Pourquoi avoir choisi de devenir peintre aujourd’hui ?
Je n’ai rien choisi du tout, j’ai juste écouté mon corps, mon instinct. Et j’ai accepté les choses. Je suis né peintre comme d’autres naissent aveugles. Pour le reste, on s’adapte.
La figure au centre
Le sujet de prédilection de vos aquarelles (et de vos peintures) est la figure humaine. Pour quelle raison cette attention au Sujet ?
Car l’Homme est intrinsèquement lié à la mort, qui est pour moi le seul sujet possible. J’ai souvent dis que la mort est mon sujet favori parce que la vie est mon sujet favori.
Pourquoi vos figures apparaissent-elles toujours masculines, comme « masquées » ? S’agit-il des masques tragi-comiques de la Comédie humaine, une façon de transfigurer la mort ?
Tout simplement parce que je suis un homme, et qu’au fond je n’ai toujours peins que moi. Vous parlez de masque ; pour moi c’est tout le contraire. On a justement ôté tous les masques. Reste la figure vivante. Mes personnages n’ont pas besoin de masque pour jouer la comédie, ils aiment la vie telle qu’elle est. Sans avoir à transfigurer quoi que ce soit.
Pour quelle raison les figures de vos peintures nous regardent-elles toujours ?

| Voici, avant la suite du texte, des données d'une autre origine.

#[async_trait]
impl StoreTx for PgTx {
    async fn commit(self) -> Result<(), StoreError> {
        self.tx.commit().await.map_err(|e| classify(e, "commit"))
    }

    async fn rollback(self) -> Result<(), StoreError> {
        self.tx.rollback().await.map_err(|e| classify(e, "rollback"))
    }

    async fn get_order(&mut self, id: OrderId) -> Result<Order, StoreError> {
        let sql = format!("SELECT {ORDER_COLUMNS} FROM orders WHERE id = $1");
        self.fetch_one_as(sqlx::query(&sql).bind(id), format!("order {id}"), row_to_order)
            .await
    }

    async fn lock_order(&mut self, id: OrderId) -> Result<Order, StoreError> {
        let sql = format!("SELECT {ORDER_COLUMNS} FROM orders WHERE id = $1 FOR UPDATE");
        self.fetch_one_as(sqlx::query(&sql).bind(id), format!("order {id}"), row_to_order)
            .await
    }

    async fn update_order_fill(
        &mut self,
        id: OrderId,
        status: OrderStatus,
        filled_amount: Decimal,
    ) -> Result<Order, StoreError> {
        let sql = format!(
            "UPDATE orders SET status = $2, filled_amount = $3, updated_at = NOW() \
             WHERE id = $1 RETURNING {ORDER_COLUMNS}"
        );
        let query = sqlx::query(&sql)
            .bind(id)
            .bind(status.as_str())
            .bind(filled_amount);
        self.fetch_one_as(query, format!("order {id}"), row_to_order)
            .await
    }

    async fn get_market(&mut self, id: MarketId) -> Result<Market, StoreError> {
        let sql = format!("SELECT {MARKET_COLUMNS} FROM markets WHERE id = $1");
        self.fetch_one_as(sqlx::query(&sql).bind(id), format!("market {id}"), row_to_market)
            .await
    }

    async fn insert_fee(&mut self, fee: &FeeParams) -> Result<FeeSchedule, StoreError> {
        let sql = format!(
            "INSERT INTO fees (id, market_id, maker_fee, taker_fee) \
             VALUES ($1, $2, $3, $4) RETURNING {FEE_COLUMNS}"
        );
        let query = sqlx::query(&sql)
            .bind(Uuid::new_v4())
            .bind(fee.market_id)
            .bind(fee.maker_fee)
            .bind(fee.taker_fee);
        self.fetch_one_as(query, "fee".to_string(), row_to_fee).await
    }

    async fn find_wallet(&mut self, user_id: UserId, currency: &str) -> Result<Wallet, StoreError> {
        let sql = format!("SELECT {WALLET_COLUMNS} FROM wallets WHERE user_id = $1 AND currency = $2");
        let query = sqlx::query(&sql).bind(user_id).bind(currency);
        self.fetch_one_as(
            query,
            format!("wallet ({user_id}, {currency})"),
            row_to_wallet,
        )
        .await
    }

    async fn lock_wallet(&mut self, id: WalletId) -> Result<Wallet, StoreError> {
        let sql = format!("SELECT {WALLET_COLUMNS} FROM wallets WHERE id = $1 FOR UPDATE");
        self.fetch_one_as(sqlx::query(&sql).bind(id), format!("wallet {id}"), row_to_wallet)
            .await
    }

    async fn update_wallet_balance(
        &mut self,
        id: WalletId,
        balance: Decimal,
        locked_balance: Decimal,
    ) -> Result<Wallet, StoreError> {
        let sql = format!(
            "UPDATE wallets SET balance = $2, locked_balance = $3 \
             WHERE id = $1 RETURNING {WALLET_COLUMNS}"
        );
        let query = sqlx::query(&sql)
            .bind(id)
            .bind(balance)
            .bind(locked_balance);
        self.fetch_one_as(query, format!("wallet {id}"), row_to_wallet)
            .await
    }

    async fn list_user_wallets(&mut self, user_id: UserId) -> Result<Vec<Wallet>, StoreError> {
        let sql = format!("SELECT {WALLET_COLUMNS} FROM wallets WHERE user_id = $1 ORDER BY currency");
        self.fetch_all_as(sqlx::query(&sql).bind(user_id), "wallets", row_to_wallet)
            .await
    }

    async fn list_wallets_by_balance_desc(
        &mut self,
        limit: i64,
    ) -> Result<Vec<Wallet>, StoreError> {
        let sql = format!("SELECT {WALLET_COLUMNS} FROM wallets ORDER BY balance DESC, id LIMIT $1");
        self.fetch_all_as(sqlx::query(&sql).bind(limit), "wallets", row_to_wallet)
            .await
    }

    async fn insert_trade(&mut self, trade: &NewTrade) -> Result<Trade, StoreError> {
        let sql = format!(
            "INSERT INTO trades (id, buy_order_id, sell_order_id, market_id, price, amount, fee) \
             VALUES ($1, $2, $3, $4, $5, $6, $7) RETURNING {TRADE_COLUMNS}"
        );
        let query = sqlx::query(&sql)
            .bind(Uuid::new_v4())
            .bind(trade.buy_order_id)
            .bind(trade.sell_order_id)
            .bind(trade.market_id)
            .bind(trade.price)
            .bind(trade.amount)
            .bind(trade.fee);
        self.fetch_one_as(query, "trade".to_string(), row_to_trade)
            .await
    }

    async fn insert_ledger_entry(
        &mut self,
        entry: &NewLedgerEntry,
    ) -> Result<LedgerEntry, StoreError> {
        let sql = format!(
            "INSERT INTO transactions \
                 (id, user_id, type, currency, requested_amount, amount, status, address, tx_hash) \
             VALUES ($1, $2, $3, $4, $5, $6, $7, $8, $9) RETURNING {LEDGER_COLUMNS}"
        );
        let query = sqlx::query(&sql)
            .bind(Uuid::new_v4())
            .bind(entry.user_id)
            .bind(entry.tx_type.as_str())
            .bind(&entry.currency)
            .bind(entry.requested_amount)
            .bind(entry.amount)
            .bind(entry.status.as_str())
            .bind(&entry.address)
            .bind(&entry.tx_hash);
        self.fetch_one_as(query, "transaction".to_string(), row_to_ledger)
            .await
    }

    async fn lock_ledger_entry(&mut self, id: LedgerEntryId) -> Result<LedgerEntry, StoreError> {
        let sql = format!("SELECT {LEDGER_COLUMNS} FROM transactions WHERE id = $1 FOR UPDATE");
        self.fetch_one_as(
            sqlx::query(&sql).bind(id),
            format!("transaction {id}"),
            row_to_ledger,
        )
        .await
    }

    async fn update_ledger_status(
        &mut self,
        id: LedgerEntryId,
        status: TransactionStatus,
    ) -> Result<LedgerEntry, StoreError> {
        let sql = format!(
            "UPDATE transactions SET status = $2 WHERE id = $1 RETURNING {LEDGER_COLUMNS}"
        );
        let query = sqlx::query(&sql).bind(id).bind(status.as_str());
        self.fetch_one_as(query, format!("transaction {id}"), row_to_ledger)
            .await
    }

    async fn insert_user(&mut self, user: &NewUser) -> Result<User, StoreError> {
        let sql = format!(
            "INSERT INTO users (id, username, email, password_hash, role) \
             VALUES ($1, $2, $3, $4, $5) RETURNING {USER_COLUMNS}"
        );
        let query = sqlx::query(&sql)
            .bind(Uuid::new_v4())
            .bind(&user.username)
            .bind(&user.email)
            .bind(&user.password_hash)
            .bind(user.role.as_str());
        self.fetch_one_as(query, format!("user {}", user.username), row_to_user)
            .await
    }

    async fn consume_verify_email(
        &mut self,
        id: VerifyEmailId,
        secret_code: &str,
    ) -> Result<VerifyEmail, StoreError> {
        let sql = format!(
            "UPDATE verify_emails SET is_used = TRUE \
             WHERE id = $1 AND secret_code = $2 AND is_used = FALSE AND expired_at > NOW() \
             RETURNING {VERIFY_EMAIL_COLUMNS}"
        );
        let query = sqlx::query(&sql).bind(id).bind(secret_code);
        self.fetch_one_as(
            query,
            format!("pending verification {id}"),
            row_to_verify_email,
        )
        .await
    }

    async fn mark_user_verified(&mut self, username: &str) -> Result<User, StoreError> {
        let sql = format!(
            "UPDATE users SET is_verified = TRUE WHERE username = $1 RETURNING {USER_COLUMNS}"
        );
        self.fetch_one_as(
            sqlx::query(&sql).bind(username),
            format!("user {username}"),
            row_to_user,
        )
        .await
    }

    async fn insert_outbox(&mut self, msg: &NewOutboxMessage) -> Result<OutboxMessage, StoreError> {
        let sql = format!(
            "INSERT INTO outbox_messages (task_type, payload, queue, max_retry, delay_secs) \
             VALUES ($1, $2, $3, $4, $5) RETURNING {OUTBOX_COLUMNS}"
        );
        let query = sqlx::query(&sql)
            .bind(&msg.task_type)
            .bind(&msg.payload)
            .bind(&msg.queue)
            .bind(msg.max_retry)
            .bind(msg.delay_secs);
        self.fetch_one_as(query, "outbox message".to_string(), row_to_outbox)
            .await
    }

    async fn claim_pending_outbox(
        &mut self,
        limit: i64,
    ) -> Result<Vec<OutboxMessage>, StoreError> {
        let sql = format!(
            "SELECT {OUTBOX_COLUMNS} FROM outbox_messages WHERE status = 'pending' \
             ORDER BY id LIMIT $1 FOR UPDATE SKIP LOCKED"
        );
        self.fetch_all_as(sqlx::query(&sql).bind(limit), "outbox messages", row_to_outbox)
            .await
    }

    async fn mark_outbox_published(&mut self, id: OutboxId) -> Result<(), StoreError> {
        let result = sqlx::query(
            "UPDATE outbox_messages SET status = 'published', published_at = NOW(), \
             last_error = NULL WHERE id = $1",
        )
        .bind(id)
        .execute(&mut *self.tx)
        .await
        .map_err(|e| classify(e, "outbox message"))?;

        if result.rows_affected() == 0 {
            return Err(StoreError::NotFound(format!("outbox message {id}")));
        }
        Ok(())
    }

    async fn record_outbox_failure(
        &mut self,
        id: OutboxId,
        error: &str,
        give_up: bool,
    ) -> Result<(), StoreError> {
        let result = sqlx::query(
            "UPDATE outbox_messages SET attempts = attempts + 1, last_error = $2, \
             status = CASE WHEN $3 THEN 'failed' ELSE status END WHERE id = $1",
        )
        .bind(id)
        .bind(error)
        .bind(give_up)
        .execute(&mut *self.tx)
        .await
        .map_err(|e| classify(e, "outbox message"))?;

        if result.rows_affected() == 0 {
            return Err(StoreError::NotFound(format!("outbox message {id}")));
        }
        Ok(())
    }
}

Le regard est une notion importante dans mon travail. Une des raisons pour lesquelles ces figures nous regardent, c’est qu’au-delà du spectateur, c’est l’humanité toute entière qu’elles regardent. C’est sans doute pour cela qu’elles semblent catastrophées. Elles découvrent soudain l’Homme tel qu’il est ! Nous pensons surprendre mes personnages, être témoins de leurs occupations étranges. Mais ce sont eux qui nous surprennent ; ils sont les témoins immortels de notre passage sur la terre. À travers leurs regards, nous sommes soudain pris en compte ! Pris en flagrant délit de vie.
Inspirations
Vous citez parmi vos références les philosophes Nietzsche et Schopenhauer, mais aussi la psychanalyse. Quelles influences ont eu ces lectures sur votre pratique ?

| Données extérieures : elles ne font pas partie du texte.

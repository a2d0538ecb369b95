//! Relational Store Interface
//!
//! The settlement layer consumes the store through two traits:
//! - [`Store`]: opens transactions.
//! - [`StoreTx`]: transaction-scoped point queries. Every mutation of a
//!   wallet or order happens through a `StoreTx`; there is no
//!   non-transactional mutation path.
//!
//! Implementations classify their native failures into [`StoreError`] so
//! callers never inspect driver error codes.
//!
//! # Locking
//!
//! `lock_*` methods take a row lock (`SELECT ... FOR UPDATE`) held until the
//! transaction ends. `get_*` / `find_*` methods read without locking.

pub mod memory;
pub mod postgres;

pub use memory::{FaultPoint, MemoryStore};
pub use postgres::PgStore;

use async_trait::async_trait;
use rust_decimal::Decimal;

use crate::core_types::{LedgerEntryId, MarketId, OrderId, OutboxId, UserId, VerifyEmailId, WalletId};
use crate::error::StoreError;
use crate::models::{
    FeeParams, FeeSchedule, LedgerEntry, Market, NewLedgerEntry, NewOutboxMessage, NewTrade,
    NewUser, Order, OrderStatus, OutboxMessage, Trade, TransactionStatus, User, VerifyEmail,
    Wallet,
};

/// Transaction factory
#[async_trait]
pub trait Store: Send + Sync + 'static {
    type Tx: StoreTx + 'static;

    /// Backend name for logging
    fn name(&self) -> &'static str;

    async fn begin(&self) -> Result<Self::Tx, StoreError>;
}

/// Transaction-scoped query handle
#[async_trait]
pub trait StoreTx: Send {
    async fn commit(self) -> Result<(), StoreError>;

    async fn rollback(self) -> Result<(), StoreError>;

    // === Orders ===

    async fn get_order(&mut self, id: OrderId) -> Result<Order, StoreError>;

    async fn lock_order(&mut self, id: OrderId) -> Result<Order, StoreError>;

    async fn update_order_fill(
        &mut self,
        id: OrderId,
        status: OrderStatus,
        filled_amount: Decimal,
    ) -> Result<Order, StoreError>;

    // === Markets / fees ===

    async fn get_market(&mut self, id: MarketId) -> Result<Market, StoreError>;

    async fn insert_fee(&mut self, fee: &FeeParams) -> Result<FeeSchedule, StoreError>;

    // === Wallets ===

    async fn find_wallet(&mut self, user_id: UserId, currency: &str) -> Result<Wallet, StoreError>;

    async fn lock_wallet(&mut self, id: WalletId) -> Result<Wallet, StoreError>;

    async fn update_wallet_balance(
        &mut self,
        id: WalletId,
        balance: Decimal,
        locked_balance: Decimal,
    ) -> Result<Wallet, StoreError>;

    async fn list_user_wallets(&mut self, user_id: UserId) -> Result<Vec<Wallet>, StoreError>;

    /// All wallets in the system, largest balance first
    async fn list_wallets_by_balance_desc(&mut self, limit: i64)
    -> Result<Vec<Wallet>, StoreError>;

    // === Trades ===

    async fn insert_trade(&mut self, trade: &NewTrade) -> Result<Trade, StoreError>;

    // === Ledger ===

    async fn insert_ledger_entry(&mut self, entry: &NewLedgerEntry)
    -> Result<LedgerEntry, StoreError>;

    async fn lock_ledger_entry(&mut self, id: LedgerEntryId) -> Result<LedgerEntry, StoreError>;

    async fn update_ledger_status(
        &mut self,
        id: LedgerEntryId,
        status: TransactionStatus,
    ) -> Result<LedgerEntry, StoreError>;

    // === Users ===

    async fn insert_user(&mut self, user: &NewUser) -> Result<User, StoreError>;

    /// Mark an unused, unexpired verification record as used.
    ///
    /// NotFound when no record matches (wrong id, wrong code, used, expired).
    async fn consume_verify_email(
        &mut self,
        id: VerifyEmailId,
        secret_code: &str,
    ) -> Result<VerifyEmail, StoreError>;

    async fn mark_user_verified(&mut self, username: &str) -> Result<User, StoreError>;

    // === Outbox ===

    async fn insert_outbox(&mut self, msg: &NewOutboxMessage) -> Result<OutboxMessage, StoreError>;

    /// Lock up to `limit` pending rows, oldest first, skipping rows another
    /// publisher already holds.
    async fn claim_pending_outbox(&mut self, limit: i64)
    -> Result<Vec<OutboxMessage>, StoreError>;

    async fn mark_outbox_published(&mut self, id: OutboxId) -> Result<(), StoreError>;

    /// Count a failed publish attempt; `give_up` moves the row to `failed`.
    async fn record_outbox_failure(
        &mut self,
        id: OutboxId,
        error: &str,
        give_up: bool,
    ) -> Result<(), StoreError>;
}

Je ne pense pas que l’on puisse vraiment parler d’influence, mais les grandes œuvres littéraires, philosophiques ou psychanalytiques m’ont beaucoup apporté dans le sens où elles ont conforté mes ressentis. Je me sentais moins seul à leurs côtés. Ils ont, en quelque sorte, approuvé ma vision du monde et conforté la confiance que j’avais déjà en moi. Ils sont ma famille, non pas des influences mais bel et bien des frères d’armes.
Vous avez dit : « le seul sujet possible, c’est moi, c’est mon rapport au monde ». Quel est votre rapport au monde, votre vision de vous-même et de l’Homme aujourd’hui ?
Mon rapport au monde est assez naturel, je n’essaie pas de nager à contre-courant, je vais où le vent m’emmène. J’accepte tout, tout, tout de cet univers ! Je suis intensément conscient de l’opportunité que j’ai de vivre.
L’ironie est très présente dans votre travail : qu’est-ce qui vous fait rire ?
Tout est risible quand on pense à la mort.
Pourquoi avez-vous choisi le titre C’est pas grave pour l’exposition et l’ensemble des aquarelles ? Qu’est ce qui n’est pas grave ?
Pour son côté enfantin sans doute, tout cela n’est qu’un jeu aux règles incompréhensibles. On sait juste une chose, c’est qu’à la fin, tout le monde sera perdant… alors jouons car rien n’est grave…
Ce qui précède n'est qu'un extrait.